> **Task requirements**:
Which lines in the data contain the word "impl"? Please copy each of them.

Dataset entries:
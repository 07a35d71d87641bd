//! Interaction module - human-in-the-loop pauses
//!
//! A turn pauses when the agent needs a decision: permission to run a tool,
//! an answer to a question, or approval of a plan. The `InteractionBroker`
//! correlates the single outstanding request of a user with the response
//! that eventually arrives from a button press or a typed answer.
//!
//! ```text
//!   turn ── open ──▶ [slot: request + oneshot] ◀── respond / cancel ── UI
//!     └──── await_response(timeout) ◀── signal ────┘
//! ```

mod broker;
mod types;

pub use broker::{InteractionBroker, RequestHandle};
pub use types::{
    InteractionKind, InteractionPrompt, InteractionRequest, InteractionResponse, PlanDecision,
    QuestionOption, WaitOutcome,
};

--

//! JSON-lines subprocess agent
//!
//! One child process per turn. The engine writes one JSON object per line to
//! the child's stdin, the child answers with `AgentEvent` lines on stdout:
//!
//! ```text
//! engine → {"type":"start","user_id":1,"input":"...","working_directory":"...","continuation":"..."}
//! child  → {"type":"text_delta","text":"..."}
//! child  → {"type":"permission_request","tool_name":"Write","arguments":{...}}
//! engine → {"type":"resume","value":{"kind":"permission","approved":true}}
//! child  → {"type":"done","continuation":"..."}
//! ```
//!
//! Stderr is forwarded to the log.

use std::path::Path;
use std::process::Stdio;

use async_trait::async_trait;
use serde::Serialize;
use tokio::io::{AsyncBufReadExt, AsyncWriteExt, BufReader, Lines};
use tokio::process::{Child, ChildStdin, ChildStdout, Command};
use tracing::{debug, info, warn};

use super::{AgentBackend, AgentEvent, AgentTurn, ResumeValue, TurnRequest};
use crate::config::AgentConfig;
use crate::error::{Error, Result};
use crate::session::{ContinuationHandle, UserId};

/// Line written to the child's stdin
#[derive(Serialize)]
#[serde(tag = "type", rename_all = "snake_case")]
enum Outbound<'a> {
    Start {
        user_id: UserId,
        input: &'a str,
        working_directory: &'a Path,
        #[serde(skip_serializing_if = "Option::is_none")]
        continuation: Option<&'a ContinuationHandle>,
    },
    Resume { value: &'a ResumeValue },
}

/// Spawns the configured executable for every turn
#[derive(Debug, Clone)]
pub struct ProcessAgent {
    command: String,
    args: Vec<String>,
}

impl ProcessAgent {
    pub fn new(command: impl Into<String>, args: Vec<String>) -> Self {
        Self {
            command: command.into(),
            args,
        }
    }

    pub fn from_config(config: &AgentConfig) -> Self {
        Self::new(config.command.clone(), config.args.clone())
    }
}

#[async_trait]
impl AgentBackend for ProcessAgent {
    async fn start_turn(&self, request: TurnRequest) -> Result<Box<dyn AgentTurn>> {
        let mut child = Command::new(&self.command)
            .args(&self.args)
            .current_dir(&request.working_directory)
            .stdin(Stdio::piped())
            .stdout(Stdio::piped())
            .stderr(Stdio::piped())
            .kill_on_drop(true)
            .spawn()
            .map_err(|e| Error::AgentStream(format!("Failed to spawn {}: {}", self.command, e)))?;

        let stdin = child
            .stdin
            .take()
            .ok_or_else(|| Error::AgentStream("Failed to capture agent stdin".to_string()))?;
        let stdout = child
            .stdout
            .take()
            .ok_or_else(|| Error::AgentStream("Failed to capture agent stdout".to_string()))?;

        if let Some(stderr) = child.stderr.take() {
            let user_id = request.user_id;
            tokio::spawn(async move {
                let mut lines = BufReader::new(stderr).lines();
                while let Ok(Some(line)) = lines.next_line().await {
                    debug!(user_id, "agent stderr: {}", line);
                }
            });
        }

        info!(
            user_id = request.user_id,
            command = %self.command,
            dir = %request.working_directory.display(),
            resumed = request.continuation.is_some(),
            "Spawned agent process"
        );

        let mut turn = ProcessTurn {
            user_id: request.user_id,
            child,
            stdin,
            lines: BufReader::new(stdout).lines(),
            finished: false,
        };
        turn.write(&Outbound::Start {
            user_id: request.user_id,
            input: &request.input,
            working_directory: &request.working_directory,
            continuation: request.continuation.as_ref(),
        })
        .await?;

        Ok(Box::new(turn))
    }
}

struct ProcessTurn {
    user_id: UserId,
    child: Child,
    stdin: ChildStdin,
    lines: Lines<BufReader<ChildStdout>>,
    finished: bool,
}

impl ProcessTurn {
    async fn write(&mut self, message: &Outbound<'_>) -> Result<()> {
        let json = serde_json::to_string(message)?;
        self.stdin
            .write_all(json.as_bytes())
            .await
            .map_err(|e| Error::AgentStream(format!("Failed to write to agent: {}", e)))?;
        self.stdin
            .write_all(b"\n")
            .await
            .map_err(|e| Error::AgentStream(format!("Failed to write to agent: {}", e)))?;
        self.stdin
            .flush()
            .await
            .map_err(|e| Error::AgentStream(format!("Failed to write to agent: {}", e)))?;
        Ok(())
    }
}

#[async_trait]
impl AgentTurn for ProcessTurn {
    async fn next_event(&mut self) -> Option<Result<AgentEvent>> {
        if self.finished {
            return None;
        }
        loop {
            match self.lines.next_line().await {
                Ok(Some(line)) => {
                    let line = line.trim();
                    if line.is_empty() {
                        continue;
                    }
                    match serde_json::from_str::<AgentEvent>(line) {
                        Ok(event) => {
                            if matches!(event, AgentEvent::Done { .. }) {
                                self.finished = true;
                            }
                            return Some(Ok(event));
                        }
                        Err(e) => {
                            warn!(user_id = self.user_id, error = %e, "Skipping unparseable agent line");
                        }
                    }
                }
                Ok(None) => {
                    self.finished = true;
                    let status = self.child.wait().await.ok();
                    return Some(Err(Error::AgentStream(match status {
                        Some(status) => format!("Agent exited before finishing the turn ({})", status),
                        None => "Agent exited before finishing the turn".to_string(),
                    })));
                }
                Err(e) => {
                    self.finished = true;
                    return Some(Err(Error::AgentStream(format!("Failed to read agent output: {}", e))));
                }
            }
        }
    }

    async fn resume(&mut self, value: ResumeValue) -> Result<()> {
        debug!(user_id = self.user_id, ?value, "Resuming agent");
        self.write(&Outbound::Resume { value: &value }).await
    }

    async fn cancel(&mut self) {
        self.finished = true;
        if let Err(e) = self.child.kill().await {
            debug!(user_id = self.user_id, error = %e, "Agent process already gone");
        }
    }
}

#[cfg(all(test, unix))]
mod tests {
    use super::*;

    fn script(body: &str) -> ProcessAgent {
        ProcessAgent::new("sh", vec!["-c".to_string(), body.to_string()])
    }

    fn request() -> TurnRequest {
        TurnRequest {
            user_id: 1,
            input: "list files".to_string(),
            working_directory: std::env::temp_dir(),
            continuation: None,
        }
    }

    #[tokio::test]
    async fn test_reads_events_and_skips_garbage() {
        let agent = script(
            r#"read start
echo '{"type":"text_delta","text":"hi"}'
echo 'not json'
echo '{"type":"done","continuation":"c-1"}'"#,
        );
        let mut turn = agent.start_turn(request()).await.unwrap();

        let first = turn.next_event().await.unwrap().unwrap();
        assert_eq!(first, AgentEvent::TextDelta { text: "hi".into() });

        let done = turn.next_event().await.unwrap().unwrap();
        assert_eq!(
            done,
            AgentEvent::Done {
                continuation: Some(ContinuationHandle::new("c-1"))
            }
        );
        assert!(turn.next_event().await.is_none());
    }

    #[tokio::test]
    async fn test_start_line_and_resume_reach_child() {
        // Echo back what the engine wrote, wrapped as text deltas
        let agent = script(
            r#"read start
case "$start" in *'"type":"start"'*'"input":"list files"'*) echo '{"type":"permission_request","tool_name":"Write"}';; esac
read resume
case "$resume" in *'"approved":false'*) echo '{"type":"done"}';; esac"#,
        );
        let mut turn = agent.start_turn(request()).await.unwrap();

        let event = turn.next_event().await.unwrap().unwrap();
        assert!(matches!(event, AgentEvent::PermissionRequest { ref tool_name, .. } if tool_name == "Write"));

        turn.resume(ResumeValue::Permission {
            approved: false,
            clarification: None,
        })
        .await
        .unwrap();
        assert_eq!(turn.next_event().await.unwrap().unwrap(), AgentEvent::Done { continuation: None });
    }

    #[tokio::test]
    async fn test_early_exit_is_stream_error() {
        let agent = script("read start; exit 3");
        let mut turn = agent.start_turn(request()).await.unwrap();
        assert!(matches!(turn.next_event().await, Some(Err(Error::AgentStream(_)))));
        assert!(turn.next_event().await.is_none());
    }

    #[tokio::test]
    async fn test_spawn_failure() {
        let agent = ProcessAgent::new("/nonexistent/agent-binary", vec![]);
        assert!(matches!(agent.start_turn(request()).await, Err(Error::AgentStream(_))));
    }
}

> **Written reply**:
impl ProcessAgent {
    pub fn new(command: impl Into<String>, args: Vec<String>) -> Self {
impl AgentBackend for ProcessAgent {
impl ProcessTurn {
impl AgentTurn for ProcessTurn {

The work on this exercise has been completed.